Report damned by faint praise
FARMING organisations damned the CAP reform proposals with faint praise.
The NFU described the report as "an interesting contribution" to the debate. But the union said it was disappointed it presented no clear picture of the policies needed to replace the current CAP.
The environmental enhancement schemes called for by the group could not be a substitute for farm support, the NFU warned. "Such schemes are valuable opportunities for many farmers but they all too easily offer a route for some member states to provide hidden subsidies to their producers," said president Sir David Naish.
Hugh Duberly, Country Landowners Association president, also warned about the danger of member states being allowed to introduce market-distorting national aids.

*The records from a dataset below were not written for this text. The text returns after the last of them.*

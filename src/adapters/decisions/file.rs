//! File decision source.
//!
//! Publishes each breakpoint request as
//! `breakpoints/<breakpoint_id>.json` inside the run directory and polls
//! for a reviewer-written `breakpoints/<breakpoint_id>.decision.json`.
//! The `foreman decide` command writes that file; any tool (or a human with
//! an editor) can do the same.

use async_trait::async_trait;
use std::sync::Arc;
use std::time::Duration;
use tokio::time::sleep;
use uuid::Uuid;

use crate::domain::errors::{DomainError, DomainResult};
use crate::domain::models::breakpoint::{BreakpointRequest, Decision};
use crate::domain::ports::decision::DecisionSource;
use crate::domain::ports::store::ArtifactStore;

/// Relative path of a published breakpoint request.
pub fn request_path(breakpoint_id: Uuid) -> String {
    format!("breakpoints/{breakpoint_id}.json")
}

/// Relative path a reviewer records the decision at.
pub fn decision_path(breakpoint_id: Uuid) -> String {
    format!("breakpoints/{breakpoint_id}.decision.json")
}

/// Decision source backed by the run directory.
pub struct FileDecisionSource {
    store: Arc<dyn ArtifactStore>,
    poll_interval: Duration,
}

impl FileDecisionSource {
    pub fn new(store: Arc<dyn ArtifactStore>, poll_interval: Duration) -> Self {
        Self {
            store,
            poll_interval,
        }
    }
}

#[async_trait]
impl DecisionSource for FileDecisionSource {
    fn name(&self) -> &'static str {
        "file"
    }

    async fn publish(&self, request: &BreakpointRequest) -> DomainResult<()> {
        self.store
            .write_json(&request_path(request.id), &serde_json::to_value(request)?)
            .await
    }

    async fn await_decision(&self, request: &BreakpointRequest) -> DomainResult<Decision> {
        let path = decision_path(request.id);
        loop {
            if self.store.exists(&path).await {
                let raw = self.store.read_json(&path).await?;
                return serde_json::from_value::<Decision>(raw)
                    .map_err(|err| DomainError::InvalidDecision(err.to_string()));
            }
            sleep(self.poll_interval).await;
        }
    }
}

#[cfg(test)]
mod tests {
    use super::*;
    use crate::adapters::store::FsArtifactStore;
    use crate::domain::models::breakpoint::Verdict;
    use serde_json::json;

    async fn store_in(dir: &std::path::Path) -> Arc<dyn ArtifactStore> {
        Arc::new(FsArtifactStore::create(dir.join("run")).await.unwrap())
    }

    #[tokio::test]
    async fn test_publish_writes_request_file() {
        let dir = tempfile::tempdir().unwrap();
        let store = store_in(dir.path()).await;
        let source = FileDecisionSource::new(store.clone(), Duration::from_millis(10));

        let request = BreakpointRequest::new("Review inventory", "Approve the totals?");
        source.publish(&request).await.unwrap();

        let raw = store.read_json(&request_path(request.id)).await.unwrap();
        assert_eq!(raw["title"], json!("Review inventory"));
        assert_eq!(raw["question"], json!("Approve the totals?"));
    }

    #[tokio::test]
    async fn test_decision_file_resolves_waiter() {
        let dir = tempfile::tempdir().unwrap();
        let store = store_in(dir.path()).await;
        let source = Arc::new(FileDecisionSource::new(
            store.clone(),
            Duration::from_millis(5),
        ));

        let request = BreakpointRequest::new("Review", "Proceed?");
        source.publish(&request).await.unwrap();

        let waiter = {
            let source = source.clone();
            let request = request.clone();
            tokio::spawn(async move { source.await_decision(&request).await })
        };

        // A minimal hand-written decision file: no decided_at.
        store
            .write_json(
                &decision_path(request.id),
                &json!({"verdict": "amend", "payload": {"scope": "reduced"}}),
            )
            .await
            .unwrap();

        let decision = waiter.await.unwrap().unwrap();
        assert_eq!(decision.verdict, Verdict::Amend);
        assert_eq!(decision.payload.unwrap()["scope"], json!("reduced"));
    }

    #[tokio::test]
    async fn test_unparseable_decision_is_invalid() {
        let dir = tempfile::tempdir().unwrap();
        let store = store_in(dir.path()).await;
        let source = FileDecisionSource::new(store.clone(), Duration::from_millis(5));

        let request = BreakpointRequest::new("Review", "Proceed?");
        store
            .write_json(&decision_path(request.id), &json!({"verdict": "maybe"}))
            .await
            .unwrap();

        let err = source.await_decision(&request).await.unwrap_err();
        assert!(matches!(err, DomainError::InvalidDecision(_)));
    }
}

He welcomed the think tanks recognition of the need for a significant switch to environmental land management. But the CLA was disappointed there was almost no mention of the need for wider economic activity to create more non-farming jobs in the countryside.
Political opponents were even more critical. Shadow farm minister Dr Gavin Strang said the report was a "deathbed repentance" from a government which had presided over a 43% rise in CAP spending since 1979 to a staggering £33bn this year.
LibDem farm spokesman Paul Tyler said the suggested reforms would be credible only if backed by a cross-party consensus. His party had warned former farm minister John Gummer at the time of the last CAP reforms that the UK governments perverse obsession with set-aside would be its undoing.